%%
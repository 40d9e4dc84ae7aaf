use chrono::{DateTime, Utc};
use serde::{Deserialize, Serialize};
use std::collections::{HashMap, HashSet};
use std::fs::{self, File, OpenOptions};
use std::io::{BufReader, BufWriter, Write};
use std::path::{Path, PathBuf};
use tracing::{debug, info, warn};

use super::{stats_from_entries, IndexStore, StoreResult, StoreStats};
use crate::error::StoreError;
use crate::fingerprint::{Fingerprint, HashAlgorithm};
use crate::types::{FileContribution, IndexEntry, Occurrence};

const SNAPSHOT_VERSION: u32 = 1;

#[derive(Debug, Clone, PartialEq, Eq, Serialize, Deserialize)]
pub struct FileRecord {
    pub path: String,
    pub content_hash: u64,
    pub size: u64,
    pub indexed_at: DateTime<Utc>,
}

/// On-disk form of a [`MemoryStore`].
#[derive(Debug, Serialize, Deserialize)]
struct Snapshot {
    version: u32,
    algorithm: String,
    saved_at: DateTime<Utc>,
    files: Vec<FileRecord>,
    entries: Vec<IndexEntry>,
}

/// Exclusive writer lock, released on drop.
#[derive(Debug)]
struct LockFile {
    path: PathBuf,
}

impl LockFile {
    fn acquire(store: &Path) -> StoreResult<Self> {
        let path = sibling(store, ".lock");
        let mut file = OpenOptions::new()
            .write(true)
            .create_new(true)
            .open(&path)
            .map_err(|source| match source.kind() {
                std::io::ErrorKind::AlreadyExists => StoreError::Locked(store.to_path_buf()),
                _ => StoreError::Io {
                    path: path.clone(),
                    source,
                },
            })?;
        // The pid is informational only.
        let _ = writeln!(file, "{}", std::process::id());
        Ok(Self { path })
    }
}

impl Drop for LockFile {
    fn drop(&mut self) {
        if let Err(e) = fs::remove_file(&self.path) {
            warn!("Failed to remove lock {}: {}", self.path.display(), e);
        }
    }
}

fn sibling(path: &Path, suffix: &str) -> PathBuf {
    let mut name = path.as_os_str().to_owned();
    name.push(suffix);
    PathBuf::from(name)
}

/// In-memory index with fast per-fingerprint and per-file lookups,
/// optionally snapshotted to a JSON file on flush.
#[derive(Debug)]
pub struct MemoryStore {
    buckets: HashMap<Fingerprint, Vec<IndexEntry>>,
    files: HashMap<String, FileRecord>,
    // path -> fingerprints with at least one occurrence in that file
    file_index: HashMap<String, HashSet<Fingerprint>>,
    algorithm: String,
    snapshot: Option<PathBuf>,
    lock: Option<LockFile>,
    read_only: bool,
    dirty: bool,
}

impl MemoryStore {
    /// A store that lives only as long as the value.
    pub fn new(algorithm: HashAlgorithm) -> Self {
        Self {
            buckets: HashMap::new(),
            files: HashMap::new(),
            file_index: HashMap::new(),
            algorithm: algorithm.name().to_string(),
            snapshot: None,
            lock: None,
            read_only: false,
            dirty: false,
        }
    }

    /// Open or create a snapshot-backed store. Holds the writer lock until closed.
    pub fn open(path: impl AsRef<Path>, algorithm: HashAlgorithm) -> StoreResult<Self> {
        let path = path.as_ref();
        if let Some(parent) = path.parent().filter(|p| !p.as_os_str().is_empty()) {
            fs::create_dir_all(parent).map_err(|source| StoreError::Io {
                path: parent.to_path_buf(),
                source,
            })?;
        }
        let lock = LockFile::acquire(path)?;

        let mut store = if path.exists() {
            let store = Self::load(path)?;
            if store.algorithm != algorithm.name() {
                return Err(StoreError::AlgorithmMismatch {
                    stored: store.algorithm,
                    requested: algorithm.name().to_string(),
                });
            }
            store
        } else {
            info!("Creating index snapshot {} ({})", path.display(), algorithm.name());
            let mut store = Self::new(algorithm);
            store.dirty = true;
            store
        };

        store.snapshot = Some(path.to_path_buf());
        store.lock = Some(lock);
        Ok(store)
    }

    /// Load the last flushed snapshot without taking the writer lock.
    pub fn open_read_only(path: impl AsRef<Path>) -> StoreResult<Self> {
        let path = path.as_ref();
        if !path.exists() {
            return Err(StoreError::Missing(path.to_path_buf()));
        }
        let mut store = Self::load(path)?;
        store.read_only = true;
        Ok(store)
    }

    fn load(path: &Path) -> StoreResult<Self> {
        let file = File::open(path).map_err(|source| StoreError::Io {
            path: path.to_path_buf(),
            source,
        })?;
        let snapshot: Snapshot = serde_json::from_reader(BufReader::new(file))?;
        let algorithm = HashAlgorithm::from_name(&snapshot.algorithm)
            .ok_or_else(|| StoreError::UnknownAlgorithm(snapshot.algorithm.clone()))?;
        if snapshot.version != SNAPSHOT_VERSION {
            warn!(
                "Snapshot {} has version {}, expected {}",
                path.display(),
                snapshot.version,
                SNAPSHOT_VERSION
            );
        }

        let mut store = Self::new(algorithm);
        for entry in snapshot.entries {
            for occurrence in &entry.occurrences {
                store.insert(entry.fingerprint, &entry.text, occurrence);
            }
        }
        for record in snapshot.files {
            store.files.insert(record.path.clone(), record);
        }
        debug!(
            "Loaded {} fingerprints and {} files from {}",
            store.buckets.len(),
            store.files.len(),
            path.display()
        );
        Ok(store)
    }

    pub fn fingerprint_count(&self) -> usize {
        self.buckets.len()
    }

    pub fn is_empty(&self) -> bool {
        self.buckets.is_empty() && self.files.is_empty()
    }

    fn ensure_writable(&self) -> StoreResult<()> {
        if self.read_only {
            Err(StoreError::ReadOnly)
        } else {
            Ok(())
        }
    }

    fn insert(&mut self, fingerprint: Fingerprint, text: &[u8], occurrence: &Occurrence) {
        let bucket = self.buckets.entry(fingerprint).or_default();
        // Buckets stay ordered by text.
        let position = match bucket.binary_search_by(|entry| entry.text.as_slice().cmp(text)) {
            Ok(position) => position,
            Err(position) => {
                bucket.insert(position, IndexEntry::new(fingerprint, text.to_vec()));
                position
            }
        };
        bucket[position].occurrences.insert(occurrence.clone());

        self.file_index
            .entry(occurrence.file.clone())
            .or_default()
            .insert(fingerprint);
        self.dirty = true;
    }

    fn remove_occurrences(&mut self, path: &str) -> usize {
        let Some(fingerprints) = self.file_index.remove(path) else {
            return 0;
        };

        let mut removed = 0;
        for fingerprint in fingerprints {
            if let Some(bucket) = self.buckets.get_mut(&fingerprint) {
                for entry in bucket.iter_mut() {
                    let before = entry.occurrences.len();
                    entry.occurrences.retain(|o| o.file != path);
                    removed += before - entry.occurrences.len();
                }
                bucket.retain(|entry| !entry.occurrences.is_empty());
                if bucket.is_empty() {
                    self.buckets.remove(&fingerprint);
                }
            }
        }
        self.dirty = true;
        removed
    }

    fn sorted_entries(&self) -> Vec<IndexEntry> {
        let mut fingerprints: Vec<&Fingerprint> = self.buckets.keys().collect();
        fingerprints.sort();
        fingerprints
            .into_iter()
            .flat_map(|fp| self.buckets[fp].iter().cloned())
            .collect()
    }

    fn write_snapshot(&self, path: &Path) -> StoreResult<()> {
        let mut files: Vec<FileRecord> = self.files.values().cloned().collect();
        files.sort_by(|a, b| a.path.cmp(&b.path));
        let snapshot = Snapshot {
            version: SNAPSHOT_VERSION,
            algorithm: self.algorithm.clone(),
            saved_at: Utc::now(),
            files,
            entries: self.sorted_entries(),
        };

        // Write beside the target and rename, so readers never see a torn file.
        let tmp = sibling(path, ".tmp");
        let io_err = |source| StoreError::Io {
            path: tmp.clone(),
            source,
        };
        let file = File::create(&tmp).map_err(io_err)?;
        let mut writer = BufWriter::new(file);
        serde_json::to_writer(&mut writer, &snapshot)?;
        writer.flush().map_err(io_err)?;
        drop(writer);
        fs::rename(&tmp, path).map_err(|source| StoreError::Io {
            path: path.to_path_buf(),
            source,
        })?;
        Ok(())
    }
}

impl IndexStore for MemoryStore {
    fn algorithm(&self) -> &str {
        &self.algorithm
    }

    fn get(&self, fingerprint: Fingerprint) -> StoreResult<Vec<IndexEntry>> {
        Ok(self.buckets.get(&fingerprint).cloned().unwrap_or_default())
    }

    fn merge(&mut self, fingerprint: Fingerprint, text: &[u8], occurrence: &Occurrence) -> StoreResult<()> {
        self.ensure_writable()?;
        self.insert(fingerprint, text, occurrence);
        Ok(())
    }

    fn commit_file(&mut self, contribution: &FileContribution) -> StoreResult<()> {
        self.ensure_writable()?;
        self.remove_occurrences(&contribution.path);
        for record in &contribution.records {
            self.insert(record.fingerprint, &record.text, &record.occurrence);
        }
        self.files.insert(
            contribution.path.clone(),
            FileRecord {
                path: contribution.path.clone(),
                content_hash: contribution.content_hash,
                size: contribution.size,
                indexed_at: Utc::now(),
            },
        );
        Ok(())
    }

    fn remove_file(&mut self, path: &str) -> StoreResult<usize> {
        self.ensure_writable()?;
        self.files.remove(path);
        Ok(self.remove_occurrences(path))
    }

    fn indexed_files(&self) -> StoreResult<HashMap<String, u64>> {
        Ok(self
            .files
            .iter()
            .map(|(path, record)| (path.clone(), record.content_hash))
            .collect())
    }

    fn entries(&self) -> StoreResult<Vec<IndexEntry>> {
        Ok(self.sorted_entries())
    }

    fn stats(&self) -> StoreResult<StoreStats> {
        Ok(stats_from_entries(&self.algorithm, &self.sorted_entries(), self.files.len()))
    }

    fn clear(&mut self) -> StoreResult<()> {
        self.ensure_writable()?;
        self.buckets.clear();
        self.files.clear();
        self.file_index.clear();
        self.dirty = true;
        Ok(())
    }

    fn flush(&mut self) -> StoreResult<()> {
        if self.read_only || !self.dirty {
            return Ok(());
        }
        if let Some(path) = self.snapshot.clone() {
            self.write_snapshot(&path)?;
            debug!("Saved snapshot {}", path.display());
        }
        self.dirty = false;
        Ok(())
    }

    fn close(mut self: Box<Self>) -> StoreResult<()> {
        self.flush()?;
        self.lock.take();
        Ok(())
    }
}

#[cfg(test)]
mod tests {
    use super::*;
    use crate::types::IndexRecord;

    fn create_test_contribution(path: &str, records: &[(u64, &str, &str, u32)]) -> FileContribution {
        FileContribution {
            path: path.to_string(),
            content_hash: records.len() as u64,
            size: 10,
            records: records
                .iter()
                .map(|(fp, text, function, line)| IndexRecord {
                    fingerprint: Fingerprint(*fp),
                    text: text.as_bytes().to_vec(),
                    occurrence: Occurrence::new(path, *function, *line),
                })
                .collect(),
        }
    }

    #[test]
    fn test_memory_store_creation() {
        let store = MemoryStore::new(HashAlgorithm::Xxh64);
        assert!(store.is_empty());
        assert_eq!(store.algorithm(), "xxh64");
        assert_eq!(store.stats().unwrap().entries, 0);
    }

    #[test]
    fn test_commit_and_recommit_file() {
        let mut store = MemoryStore::new(HashAlgorithm::Xxh64);
        store
            .commit_file(&create_test_contribution("a.c", &[(7, "hello", "foo", 3), (7, "hello", "bar", 8)]))
            .unwrap();
        assert_eq!(store.get(Fingerprint(7)).unwrap()[0].occurrences.len(), 2);

        store
            .commit_file(&create_test_contribution("a.c", &[(7, "hello", "foo", 3)]))
            .unwrap();
        let bucket = store.get(Fingerprint(7)).unwrap();
        assert_eq!(bucket[0].occurrences.len(), 1);
        assert_eq!(store.indexed_files().unwrap()["a.c"], 1);
    }

    #[test]
    fn test_remove_file_drops_empty_buckets() {
        let mut store = MemoryStore::new(HashAlgorithm::Xxh64);
        store
            .commit_file(&create_test_contribution("a.c", &[(1, "x", "f", 1), (2, "y", "f", 2)]))
            .unwrap();
        store
            .commit_file(&create_test_contribution("b.c", &[(1, "x", "g", 5)]))
            .unwrap();

        assert_eq!(store.remove_file("a.c").unwrap(), 2);
        assert_eq!(store.fingerprint_count(), 1);
        assert!(store.get(Fingerprint(2)).unwrap().is_empty());
        assert_eq!(store.remove_file("a.c").unwrap(), 0);
    }

    #[test]
    fn test_collision_chain_is_ordered_by_text() {
        let mut store = MemoryStore::new(HashAlgorithm::Xxh64);
        store
            .commit_file(&create_test_contribution("a.c", &[(5, "zeta", "f", 1), (5, "alpha", "g", 2)]))
            .unwrap();

        let bucket = store.get(Fingerprint(5)).unwrap();
        let texts: Vec<_> = bucket.iter().map(|e| e.display_text()).collect();
        assert_eq!(texts, vec!["alpha", "zeta"]);
        assert_eq!(store.stats().unwrap().collisions, 1);
    }

    #[test]
    fn test_snapshot_roundtrip_and_lock() {
        let dir = tempfile::tempdir().unwrap();
        let path = dir.path().join("index.json");

        let mut store = MemoryStore::open(&path, HashAlgorithm::Xxh64).unwrap();
        assert!(matches!(
            MemoryStore::open(&path, HashAlgorithm::Xxh64),
            Err(StoreError::Locked(_))
        ));

        store
            .commit_file(&create_test_contribution("a.c", &[(3, "boot ok", "init", 12)]))
            .unwrap();
        store.flush().unwrap();

        let reader = MemoryStore::open_read_only(&path).unwrap();
        assert_eq!(reader.get(Fingerprint(3)).unwrap()[0].display_text(), "boot ok");
        assert_eq!(reader.indexed_files().unwrap().len(), 1);

        Box::new(store).close().unwrap();
        assert!(!sibling(&path, ".lock").exists());

        assert!(matches!(
            MemoryStore::open(&path, HashAlgorithm::Xxh3),
            Err(StoreError::AlgorithmMismatch { .. })
        ));
    }

    #[test]
    fn test_read_only_store_rejects_writes() {
        let dir = tempfile::tempdir().unwrap();
        let path = dir.path().join("index.json");
        Box::new(MemoryStore::open(&path, HashAlgorithm::Xxh64).unwrap())
            .close()
            .unwrap();

        let mut reader = MemoryStore::open_read_only(&path).unwrap();
        assert!(matches!(
            reader.merge(Fingerprint(1), b"x", &Occurrence::new("a.c", "f", 1)),
            Err(StoreError::ReadOnly)
        ));
    }
}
%%
Your objective: In the material above, please find every line that includes the word "before" and copy it.

Exercise result:
                    let before = entry.occurrences.len();
                    removed += before - entry.occurrences.len();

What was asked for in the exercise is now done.